Wednesday, 9 May 2007

Foreign Affairs

Its almost five years since I left the UK. Sometime in that period I started to forget some of the reasons for that decision. Today's brilliant article by Stuart Jeffries about differences in the quality of life between France and Britain in the Guardian helped me remember why. True, France might be an extreme example of attachment to la belle vie but I find something attractive about being committed to the quality of life rather than increasing GDP. There seems to be a fundamental difference between the attitudes of mainland Europeans and the Brits that is almost impossible to fathom. These differences even exist between the UK and the Netherlands whose food culture, well, doesn't rival that of France. You can't get anything fixed or sorted here on a Friday afternoon because everyone has gone off to the beach or to their kids' swim lessons.

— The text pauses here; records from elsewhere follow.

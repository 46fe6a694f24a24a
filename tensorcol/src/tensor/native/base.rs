use crate::tensor::{ITensor, Tensor, TensorIter, TensorView};

pub trait TensorBase<T>: ITensor + AsRef<[T]> {
    fn is_owned(&self) -> bool;
    fn into_owned(self) -> Tensor<T>
    where
        T: Clone;
    fn into_vec(self) -> Vec<T>
    where
        T: Clone;

    #[inline]
    fn view(&self) -> TensorView<'_, T> {
        TensorView::new_unchecked(self.as_ref(), self.dims())
    }

    #[inline]
    fn iter_first_axis(&self) -> TensorIter<'_, T> {
        TensorIter::new(self.as_ref(), self.dims())
    }
}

People enjoy so much free time here and still have enough money to live comfortably. I keep asking myself why Britain is so politically, economically and culturally obsessed with American "free market" values and gives so little value to quality of life issues or social democracy.

In Britain we seem live to work rather than work to live. When I was a student, some time ago now, we were taught about the leisure society to come - how machines would do all the work and we could live lives of self improvement and fulfilment. Somewhere this vision has got sadly lost. We (in the northern hemisphere) are by far the richest society that has ever lived on this planet - with untold security and access to material wealth. Yet the paradox is that it doesn't seem to make us any happier.

Postscript
Another pertinent article appeared in the Guardian on the 27th June and generated a considerable number of comments.